Stored data entries
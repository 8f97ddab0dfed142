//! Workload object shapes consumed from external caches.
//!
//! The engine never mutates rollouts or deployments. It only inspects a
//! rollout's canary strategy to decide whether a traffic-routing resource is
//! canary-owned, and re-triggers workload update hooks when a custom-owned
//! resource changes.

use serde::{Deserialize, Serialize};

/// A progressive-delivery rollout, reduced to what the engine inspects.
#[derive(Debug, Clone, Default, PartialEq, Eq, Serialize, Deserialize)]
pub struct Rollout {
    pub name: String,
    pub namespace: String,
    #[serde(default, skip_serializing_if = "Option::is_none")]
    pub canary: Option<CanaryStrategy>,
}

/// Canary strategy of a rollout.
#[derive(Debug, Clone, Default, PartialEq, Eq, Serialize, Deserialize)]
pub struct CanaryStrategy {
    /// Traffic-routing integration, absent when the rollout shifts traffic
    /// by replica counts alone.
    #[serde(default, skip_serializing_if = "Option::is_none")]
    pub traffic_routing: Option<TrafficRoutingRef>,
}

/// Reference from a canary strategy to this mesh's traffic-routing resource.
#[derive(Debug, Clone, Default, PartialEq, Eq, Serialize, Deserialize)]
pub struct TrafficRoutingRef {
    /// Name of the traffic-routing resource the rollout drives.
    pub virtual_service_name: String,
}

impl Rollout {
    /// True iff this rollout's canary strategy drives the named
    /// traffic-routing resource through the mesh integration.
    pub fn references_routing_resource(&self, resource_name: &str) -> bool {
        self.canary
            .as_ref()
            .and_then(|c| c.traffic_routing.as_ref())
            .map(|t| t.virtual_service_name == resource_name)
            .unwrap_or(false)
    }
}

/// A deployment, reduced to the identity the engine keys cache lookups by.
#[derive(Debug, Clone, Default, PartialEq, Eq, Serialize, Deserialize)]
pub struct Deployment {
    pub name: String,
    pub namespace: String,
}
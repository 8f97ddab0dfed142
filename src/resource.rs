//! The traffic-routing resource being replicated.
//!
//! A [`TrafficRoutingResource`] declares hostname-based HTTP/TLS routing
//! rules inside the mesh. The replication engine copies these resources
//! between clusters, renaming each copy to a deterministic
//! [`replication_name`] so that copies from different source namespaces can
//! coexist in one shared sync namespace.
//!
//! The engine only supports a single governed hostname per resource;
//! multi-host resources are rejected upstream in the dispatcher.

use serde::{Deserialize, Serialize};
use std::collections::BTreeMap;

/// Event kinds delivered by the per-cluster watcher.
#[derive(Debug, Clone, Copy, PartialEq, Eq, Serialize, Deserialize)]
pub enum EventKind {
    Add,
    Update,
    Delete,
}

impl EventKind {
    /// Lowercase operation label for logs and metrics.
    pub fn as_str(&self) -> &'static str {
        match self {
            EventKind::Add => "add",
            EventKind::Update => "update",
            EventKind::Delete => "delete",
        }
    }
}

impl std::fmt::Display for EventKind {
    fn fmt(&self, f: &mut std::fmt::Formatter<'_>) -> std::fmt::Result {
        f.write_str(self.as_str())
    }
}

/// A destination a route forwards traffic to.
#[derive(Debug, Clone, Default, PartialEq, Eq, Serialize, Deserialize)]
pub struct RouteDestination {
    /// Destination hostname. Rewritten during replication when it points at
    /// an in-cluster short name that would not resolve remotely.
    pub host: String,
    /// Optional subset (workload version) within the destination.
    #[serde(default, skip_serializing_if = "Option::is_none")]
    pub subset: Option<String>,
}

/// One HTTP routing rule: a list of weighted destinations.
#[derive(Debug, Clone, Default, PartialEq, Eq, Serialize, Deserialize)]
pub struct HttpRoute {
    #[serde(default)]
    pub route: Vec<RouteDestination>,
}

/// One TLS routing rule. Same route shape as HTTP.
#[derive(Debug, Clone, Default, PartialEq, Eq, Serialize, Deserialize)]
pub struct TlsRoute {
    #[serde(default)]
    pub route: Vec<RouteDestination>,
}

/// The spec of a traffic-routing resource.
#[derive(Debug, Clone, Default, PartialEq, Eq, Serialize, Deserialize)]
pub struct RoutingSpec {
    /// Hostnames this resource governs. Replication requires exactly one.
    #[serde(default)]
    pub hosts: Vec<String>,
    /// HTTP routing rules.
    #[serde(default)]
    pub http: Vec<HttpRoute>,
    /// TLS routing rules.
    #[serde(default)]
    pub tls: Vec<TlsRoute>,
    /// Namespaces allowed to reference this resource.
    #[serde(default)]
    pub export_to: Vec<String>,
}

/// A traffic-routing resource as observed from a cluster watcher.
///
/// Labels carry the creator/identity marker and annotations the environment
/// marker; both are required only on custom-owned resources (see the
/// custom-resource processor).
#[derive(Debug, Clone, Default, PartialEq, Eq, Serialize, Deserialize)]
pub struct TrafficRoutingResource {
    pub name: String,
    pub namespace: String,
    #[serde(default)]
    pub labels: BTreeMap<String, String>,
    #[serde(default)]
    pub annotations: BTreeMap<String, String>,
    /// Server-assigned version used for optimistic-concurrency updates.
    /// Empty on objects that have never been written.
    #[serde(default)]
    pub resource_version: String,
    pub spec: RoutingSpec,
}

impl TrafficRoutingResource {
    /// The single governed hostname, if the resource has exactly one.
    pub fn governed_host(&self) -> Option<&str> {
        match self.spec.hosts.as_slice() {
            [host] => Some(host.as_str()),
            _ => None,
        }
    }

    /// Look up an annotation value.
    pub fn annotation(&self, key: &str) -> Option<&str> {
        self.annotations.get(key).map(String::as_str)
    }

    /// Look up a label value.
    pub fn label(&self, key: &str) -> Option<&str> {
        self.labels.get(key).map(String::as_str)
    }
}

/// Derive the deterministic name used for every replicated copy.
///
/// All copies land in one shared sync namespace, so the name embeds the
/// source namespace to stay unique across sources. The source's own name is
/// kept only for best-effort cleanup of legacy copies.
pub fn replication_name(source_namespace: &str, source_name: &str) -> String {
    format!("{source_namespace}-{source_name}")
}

Exercise: The answer must be a single number: the count of lines above that contain the word "marker".

Expected output: 2